Prosesi Tradisi Perang Tipat Bantal

Tradisi perang Tipat Bantal ini berlangsung di Pura Desa Kapal. Tradisi diawali terlebih dahulu dengan upacara sembahyang bersama yang diikuti oleh seluruh warga desa. Pada saat upacara, pemangku adat akan memercikan air suci sebagai bentuk permohonan meminta keselamatan para warga peserta dari Perang Tipat Bantal.

Kemudian beberapa lelaki akan bertelanjang dada. Mereka dibagi menjadi dua kelompok, berdiri saling berhadapan dan dihadapan para peserta telah siap senjata yang akan digunakan perang yaitu tipat dan bantal. Setelah aba-aba dimulai berbunyi, para pria tersebut akan mulai saling menyerang kelompok yang ada didepannya.

Suasana tradisi berlangsung begitu seru, dimana akan terlihat tipat dan bantal yang berterbangan di udara. Perang tipat bantal yang berlangsung di depan Pura Desa Kapal, berpindah tempat keluar pura. Para peserta bersiap-siap di jalan raya yang berada di depan pura, dan kembali riuh saling lempar.

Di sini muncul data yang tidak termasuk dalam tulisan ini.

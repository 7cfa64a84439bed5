//! The session controller: the engine's single writer.
//!
//! A `GameSession` owns the catalog, the board, the gesture guard, the
//! pending deferred clears, and the outgoing event queue. Every state
//! transition funnels through it: player actions spend one move each and
//! are validated up front; rejected actions are no-ops. Win/loss is
//! re-evaluated after every mutation.

use smallvec::smallvec;
use std::collections::VecDeque;
use thiserror::Error;
use tracing::{debug, info};

use super::events::SessionEvent;
use super::gesture::{DropOutcome, GestureSession, GestureState, DRAG_DEBOUNCE_MS};
use crate::board::{BoardState, TABLEAU_COUNT, TOPIC_SLOT_COUNT};
use crate::catalog::TopicCatalog;
use crate::core::{CardId, Difficulty, GameRng, GameStatus, StackId, TopicId};
use crate::deal::Deal;
use crate::rules;
use crate::rules::validator::Sequence;

/// No session starts with fewer moves than this.
const MIN_MOVE_BUDGET: i32 = 75;

/// Why an action was rejected. Every rejection is a recoverable no-op;
/// the session has no fatal error class.
#[derive(Clone, Copy, Debug, PartialEq, Eq, Error)]
pub enum ActionError {
    #[error("the session has already ended")]
    GameOver,
    #[error("the draw pile is empty")]
    EmptyDrawPile,
    #[error("the draw pile must run out before a reshuffle")]
    DrawPileNotEmpty,
    #[error("the waste pile is empty")]
    EmptyWaste,
    #[error("card is not in the source stack")]
    UnknownCard,
    #[error("the transfer is not legal")]
    IllegalMove,
    #[error("a drag gesture is already in flight")]
    DragInFlight,
    #[error("no drag gesture is in flight")]
    NoGesture,
    #[error("no clear is pending for that slot")]
    NoPendingClear,
}

/// A completed topic slot waiting for its deferred clear.
///
/// The host fires `resolve_topic_clear` when its grace timer elapses;
/// restarting the session discards pending clears instead.
#[derive(Clone, Copy, Debug, PartialEq, Eq)]
pub struct PendingClear {
    pub slot: u8,
    pub topic: TopicId,
}

/// One solitaire session, from deal to Won/Lost.
#[derive(Clone, Debug)]
pub struct GameSession {
    catalog: TopicCatalog,
    board: BoardState,
    difficulty: Difficulty,
    /// The session's active topic set.
    topics: Vec<TopicId>,
    /// Cards the topic selection brought into the session.
    expected_cards: usize,
    events: VecDeque<SessionEvent>,
    pending_clears: Vec<PendingClear>,
    gesture: GestureState,
    last_drag_start_ms: Option<u64>,
}

impl GameSession {
    /// Start a session: select topics for the difficulty tier, deal, and
    /// size the move budget.
    #[must_use]
    pub fn new(catalog: TopicCatalog, difficulty: Difficulty, seed: u64) -> Self {
        let (topics, board, expected_cards) = Self::setup(&catalog, difficulty, seed);
        Self {
            catalog,
            board,
            difficulty,
            topics,
            expected_cards,
            events: VecDeque::new(),
            pending_clears: Vec::new(),
            gesture: GestureState::Idle,
            last_drag_start_ms: None,
        }
    }

    /// Start a session from an explicit topic set and deal.
    ///
    /// For replays and hosts that deal on their own terms; `new` is the
    /// normal entry point.
    #[must_use]
    pub fn from_deal(
        catalog: TopicCatalog,
        difficulty: Difficulty,
        topics: Vec<TopicId>,
        deal: Deal,
        move_budget: i32,
        seed: u64,
    ) -> Self {
        let expected_cards = catalog.total_cards(&topics);
        let board = BoardState::new(deal, move_budget, GameRng::new(seed));
        Self {
            catalog,
            board,
            difficulty,
            topics,
            expected_cards,
            events: VecDeque::new(),
            pending_clears: Vec::new(),
            gesture: GestureState::Idle,
            last_drag_start_ms: None,
        }
    }

    fn setup(
        catalog: &TopicCatalog,
        difficulty: Difficulty,
        seed: u64,
    ) -> (Vec<TopicId>, BoardState, usize) {
        let base = GameRng::new(seed);

        let mut topics_rng = base.for_context("topics");
        let topics = catalog.select_topics(&mut topics_rng, difficulty);

        let mut deal_rng = base.for_context("deal");
        let deal = crate::deal::generate(catalog, &topics, &mut deal_rng);

        let expected_cards = catalog.total_cards(&topics);
        let budget = initial_move_budget(expected_cards, difficulty);
        let board = BoardState::new(deal, budget, base.for_context("play"));

        (topics, board, expected_cards)
    }

    /// Discard this session and start over with a fresh seed.
    ///
    /// Pending clears, the in-flight gesture, and undrained events are all
    /// dropped; a deferred clear never applies to the new board.
    pub fn restart(&mut self, seed: u64) {
        let (topics, board, expected_cards) = Self::setup(&self.catalog, self.difficulty, seed);
        self.topics = topics;
        self.board = board;
        self.expected_cards = expected_cards;
        self.pending_clears.clear();
        self.gesture = GestureState::Idle;
        self.last_drag_start_ms = None;
        self.events.clear();
        self.push_event(SessionEvent::StatusChanged {
            status: GameStatus::Playing,
        });
        self.push_event(SessionEvent::MoveCountChanged {
            remaining: self.board.moves_left(),
        });
    }

    // === Reads ===

    /// The board, read-only.
    #[must_use]
    pub fn board(&self) -> &BoardState {
        &self.board
    }

    /// The catalog this session plays from.
    #[must_use]
    pub fn catalog(&self) -> &TopicCatalog {
        &self.catalog
    }

    #[must_use]
    pub fn difficulty(&self) -> Difficulty {
        self.difficulty
    }

    /// Topics selected for this session.
    #[must_use]
    pub fn active_topics(&self) -> &[TopicId] {
        &self.topics
    }

    #[must_use]
    pub fn status(&self) -> GameStatus {
        self.board.status()
    }

    #[must_use]
    pub fn moves_left(&self) -> i32 {
        self.board.moves_left()
    }

    /// Slots whose completed collections await their deferred clear.
    #[must_use]
    pub fn pending_clears(&self) -> &[PendingClear] {
        &self.pending_clears
    }

    /// The gesture guard's current state.
    #[must_use]
    pub fn gesture(&self) -> &GestureState {
        &self.gesture
    }

    /// Drain everything emitted since the last call.
    pub fn drain_events(&mut self) -> Vec<SessionEvent> {
        self.events.drain(..).collect()
    }

    // === Player actions ===

    /// Draw the front card of the draw pile onto the waste.
    pub fn draw(&mut self) -> Result<CardId, ActionError> {
        self.ensure_playing()?;
        let card = self
            .board
            .draw_to_waste()
            .ok_or(ActionError::EmptyDrawPile)?;
        self.push_event(SessionEvent::CardDrawn { card });
        self.spend_move();
        self.evaluate_status();
        Ok(card)
    }

    /// Shuffle the waste back into an empty draw pile.
    pub fn reshuffle(&mut self) -> Result<usize, ActionError> {
        self.ensure_playing()?;
        if self.board.draw_len() > 0 {
            return Err(ActionError::DrawPileNotEmpty);
        }
        if self.board.waste_len() == 0 {
            return Err(ActionError::EmptyWaste);
        }
        let count = self.board.reshuffle_waste();
        debug!("reshuffled {count} waste cards into the draw pile");
        self.spend_move();
        self.evaluate_status();
        Ok(count)
    }

    /// Move `card` (and the run it anchors) from `from` onto `to`.
    pub fn move_cards(
        &mut self,
        card: CardId,
        from: StackId,
        to: StackId,
    ) -> Result<(), ActionError> {
        self.ensure_playing()?;
        let sequence = self.liftable_sequence(card, from)?;
        if !rules::can_drop(&self.catalog, &self.board, &sequence, from, to) {
            return Err(ActionError::IllegalMove);
        }

        self.board.take_cards(from, &sequence);
        self.board.place_cards(to, &sequence);
        self.push_event(SessionEvent::CardsMoved {
            cards: sequence.to_vec(),
            from,
            to,
        });
        self.spend_move();

        if let StackId::TopicSlot(slot) = to {
            self.detect_completion(slot);
        }
        self.evaluate_status();
        Ok(())
    }

    /// Resolve the deferred clear for `slot` (the host's grace timer
    /// elapsed). Returns the cards that left play.
    pub fn resolve_topic_clear(&mut self, slot: u8) -> Result<Vec<CardId>, ActionError> {
        self.ensure_playing()?;
        let position = self
            .pending_clears
            .iter()
            .position(|pending| pending.slot == slot)
            .ok_or(ActionError::NoPendingClear)?;
        self.pending_clears.remove(position);

        let cleared = self.board.clear_slot(slot as usize);
        self.push_event(SessionEvent::TopicCleared { slot });
        self.evaluate_status();
        Ok(cleared)
    }

    // === Drag gestures ===

    /// Start a drag. Returns the sequence that lifts with the card.
    ///
    /// Rejected while another gesture is in flight (unless it outlived
    /// the safety timeout) and within the debounce window of the previous
    /// start.
    pub fn begin_drag(
        &mut self,
        card: CardId,
        from: StackId,
        now_ms: u64,
    ) -> Result<Sequence, ActionError> {
        self.ensure_playing()?;

        if let GestureState::Dragging(gesture) = &self.gesture {
            if !gesture.timed_out(now_ms) {
                return Err(ActionError::DragInFlight);
            }
            // Lost pointer-up: the stale gesture is abandoned.
            self.gesture = GestureState::Idle;
        }

        if let Some(last) = self.last_drag_start_ms {
            if now_ms.saturating_sub(last) < DRAG_DEBOUNCE_MS {
                return Err(ActionError::DragInFlight);
            }
        }

        let sequence = self.liftable_sequence(card, from)?;
        self.last_drag_start_ms = Some(now_ms);
        self.gesture = GestureState::Dragging(GestureSession {
            anchor: card,
            sequence: sequence.clone(),
            from,
            started_at_ms: now_ms,
        });
        Ok(sequence)
    }

    /// Finish the in-flight drag on `target`.
    ///
    /// `None` (the drop point resolved to no stack) and every illegal
    /// target snap the sequence back; only a validated transfer commits.
    pub fn drop_on(&mut self, target: Option<StackId>) -> Result<DropOutcome, ActionError> {
        let GestureState::Dragging(gesture) = std::mem::take(&mut self.gesture) else {
            return Err(ActionError::NoGesture);
        };

        let Some(to) = target else {
            return Ok(DropOutcome::SnappedBack);
        };

        match self.move_cards(gesture.anchor, gesture.from, to) {
            Ok(()) => Ok(DropOutcome::Moved),
            Err(_) => Ok(DropOutcome::SnappedBack),
        }
    }

    /// Abandon the in-flight drag, if any.
    pub fn cancel_drag(&mut self) {
        self.gesture = GestureState::Idle;
    }

    // === Internals ===

    fn ensure_playing(&self) -> Result<(), ActionError> {
        if self.board.status().is_terminal() {
            return Err(ActionError::GameOver);
        }
        Ok(())
    }

    /// The sequence `card` would lift from `from`, or why it cannot.
    fn liftable_sequence(&self, card: CardId, from: StackId) -> Result<Sequence, ActionError> {
        match from {
            StackId::Waste => {
                if self.board.waste_top() == Some(card) {
                    Ok(smallvec![card])
                } else {
                    Err(ActionError::IllegalMove)
                }
            }
            StackId::TopicSlot(slot) if self.board.is_clearing(slot as usize) => {
                Err(ActionError::IllegalMove)
            }
            _ => {
                let stack = self.board.stack(from);
                if !stack.contains(&card) {
                    return Err(ActionError::UnknownCard);
                }
                if !rules::can_lift(&self.catalog, stack, card) {
                    return Err(ActionError::IllegalMove);
                }
                Ok(rules::sequence_of(&self.catalog, stack, card))
            }
        }
    }

    fn spend_move(&mut self) {
        self.board.spend_move();
        self.push_event(SessionEvent::MoveCountChanged {
            remaining: self.board.moves_left(),
        });
    }

    fn detect_completion(&mut self, slot: u8) {
        let index = slot as usize;
        if self.board.is_clearing(index) {
            return;
        }
        let cards = self.board.stack(StackId::TopicSlot(slot));
        let Some(topic) = rules::slot_topic(&self.catalog, cards) else {
            return;
        };
        if rules::is_collection_complete(&self.catalog, cards, topic) {
            self.board.set_clearing(index);
            self.pending_clears.push(PendingClear { slot, topic });
            debug!(
                "collection {:?} complete in slot {slot}",
                self.catalog.card_name(self.catalog.topic(topic).card)
            );
        }
    }

    fn evaluate_status(&mut self) {
        if self.board.status().is_terminal() {
            return;
        }

        // Win before loss: spending the final move to empty the board
        // still wins.
        let won = self.board.game_started()
            && self.expected_cards > 0
            && !self.topics.is_empty()
            && self.board.is_empty_everywhere();
        if won {
            self.board.set_status(GameStatus::Won);
            info!("session won with {} moves to spare", self.board.moves_left());
            self.push_event(SessionEvent::StatusChanged {
                status: GameStatus::Won,
            });
            return;
        }

        if self.board.moves_left() <= 0 {
            // A zero-card degenerate deal has nothing left to lose over.
            if self.board.moves_left() == 0 && self.expected_cards == 0 {
                return;
            }
            if self.outstanding_cards() > 0 {
                self.board.set_status(GameStatus::Lost);
                info!(
                    "move budget exhausted with {} cards outstanding",
                    self.outstanding_cards()
                );
                self.push_event(SessionEvent::StatusChanged {
                    status: GameStatus::Lost,
                });
            }
        }
    }

    /// Cards not yet settled into a complete (clearing) topic slot.
    fn outstanding_cards(&self) -> usize {
        let mut total = self.board.draw_len() + self.board.waste_len();
        for i in 0..TABLEAU_COUNT {
            total += self.board.stack(StackId::Tableau(i as u8)).len();
        }
        for i in 0..TOPIC_SLOT_COUNT {
            if !self.board.is_clearing(i) {
                total += self.board.stack(StackId::TopicSlot(i as u8)).len();
            }
        }
        total
    }

    fn push_event(&mut self, event: SessionEvent) {
        self.events.push_back(event);
    }
}

/// Initial move budget: total card count scaled by the difficulty
/// multiplier, floored at 75.
#[must_use]
pub fn initial_move_budget(total_cards: usize, difficulty: Difficulty) -> i32 {
    let scaled = (total_cards as f64 * difficulty.move_multiplier()).floor() as i32;
    scaled.max(MIN_MOVE_BUDGET)
}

Tidak hanya para peserta yang akan terkena lemparan tipat dan bantal. Para wisatawan atau penduduk yang ikut melihat juga akan terkena. Namun, meskipun para peserta terkena lemparan yang cukup keras, mereka tidak menganggapnya sebagai bentuk perkelahian. Tradisi berjalan begitu seru dan dipenuhi dengan tawa senang.

Waktu Pelaksanaan Tradisi Perang Tipat Bantal

Bagi anda yang ingin juga melihat keseruan dari tradisi Perang Tipat Bantal ini, maka anda dapat berkunjung ke Desa Kapal yang ada di Kabupaten Badung pada waktu-waktu dimana tradisi ini diadakan, yaitu sekitar bulan September – Oktober. Bali tidak hanya dapat dinikmati keindahan alamnya saja, melainkan anda juga dapat melihat kunikan dan keseruan dari tradisi-tradisi yang masih ada.